# [TASK PROMPT]
Pull every line that includes the word "order" from the data.

# [STORED DATA]
+ + + +

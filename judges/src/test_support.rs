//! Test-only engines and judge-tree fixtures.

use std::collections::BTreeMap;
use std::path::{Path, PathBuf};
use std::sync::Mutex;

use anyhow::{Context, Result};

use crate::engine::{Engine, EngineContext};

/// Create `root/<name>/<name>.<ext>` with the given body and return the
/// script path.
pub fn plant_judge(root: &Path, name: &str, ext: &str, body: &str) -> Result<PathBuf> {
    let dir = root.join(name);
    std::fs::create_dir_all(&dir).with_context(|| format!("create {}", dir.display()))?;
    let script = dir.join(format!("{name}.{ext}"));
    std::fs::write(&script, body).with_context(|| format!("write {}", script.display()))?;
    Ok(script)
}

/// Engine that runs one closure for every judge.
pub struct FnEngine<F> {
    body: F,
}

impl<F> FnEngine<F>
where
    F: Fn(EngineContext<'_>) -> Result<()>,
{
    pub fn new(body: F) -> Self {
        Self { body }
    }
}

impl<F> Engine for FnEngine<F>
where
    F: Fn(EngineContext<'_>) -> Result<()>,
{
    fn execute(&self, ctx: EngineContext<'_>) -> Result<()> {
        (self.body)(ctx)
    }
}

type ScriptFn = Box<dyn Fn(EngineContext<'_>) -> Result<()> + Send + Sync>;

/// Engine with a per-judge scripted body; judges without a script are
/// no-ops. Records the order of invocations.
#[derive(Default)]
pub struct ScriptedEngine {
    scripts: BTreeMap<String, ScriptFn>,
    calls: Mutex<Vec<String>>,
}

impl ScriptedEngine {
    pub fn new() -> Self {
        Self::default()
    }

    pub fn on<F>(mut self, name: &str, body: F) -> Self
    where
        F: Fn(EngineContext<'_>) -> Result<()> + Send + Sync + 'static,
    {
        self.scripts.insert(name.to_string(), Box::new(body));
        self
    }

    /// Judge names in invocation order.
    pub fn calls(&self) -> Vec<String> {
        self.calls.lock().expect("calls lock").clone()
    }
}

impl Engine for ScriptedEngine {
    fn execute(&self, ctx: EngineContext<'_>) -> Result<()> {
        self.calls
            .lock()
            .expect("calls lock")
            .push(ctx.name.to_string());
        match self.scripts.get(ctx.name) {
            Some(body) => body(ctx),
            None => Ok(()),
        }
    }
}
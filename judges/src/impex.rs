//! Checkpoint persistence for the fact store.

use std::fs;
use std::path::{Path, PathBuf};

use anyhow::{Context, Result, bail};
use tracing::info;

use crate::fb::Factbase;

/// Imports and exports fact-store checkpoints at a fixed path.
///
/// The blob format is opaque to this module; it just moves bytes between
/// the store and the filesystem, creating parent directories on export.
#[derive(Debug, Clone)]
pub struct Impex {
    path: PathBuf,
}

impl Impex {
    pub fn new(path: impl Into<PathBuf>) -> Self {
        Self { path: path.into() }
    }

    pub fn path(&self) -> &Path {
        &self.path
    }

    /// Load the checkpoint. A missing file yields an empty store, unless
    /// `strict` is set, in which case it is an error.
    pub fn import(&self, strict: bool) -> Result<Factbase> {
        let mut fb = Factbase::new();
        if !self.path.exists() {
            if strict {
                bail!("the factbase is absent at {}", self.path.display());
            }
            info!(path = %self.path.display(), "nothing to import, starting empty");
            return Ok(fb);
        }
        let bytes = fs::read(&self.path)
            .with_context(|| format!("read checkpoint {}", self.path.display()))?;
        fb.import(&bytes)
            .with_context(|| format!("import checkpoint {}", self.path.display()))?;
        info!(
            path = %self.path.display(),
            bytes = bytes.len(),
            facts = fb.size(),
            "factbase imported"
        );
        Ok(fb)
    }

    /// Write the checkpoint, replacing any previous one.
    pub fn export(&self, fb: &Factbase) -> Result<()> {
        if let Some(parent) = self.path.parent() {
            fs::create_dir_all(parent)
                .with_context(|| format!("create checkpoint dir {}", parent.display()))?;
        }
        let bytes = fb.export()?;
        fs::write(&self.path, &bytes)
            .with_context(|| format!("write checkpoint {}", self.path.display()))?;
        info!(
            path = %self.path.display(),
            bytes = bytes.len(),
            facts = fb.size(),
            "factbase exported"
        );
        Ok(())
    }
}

+ + + +

# [ANSWER TO THIS TASK]
/// no-ops. Records the order of invocations.
    /// Judge names in invocation order.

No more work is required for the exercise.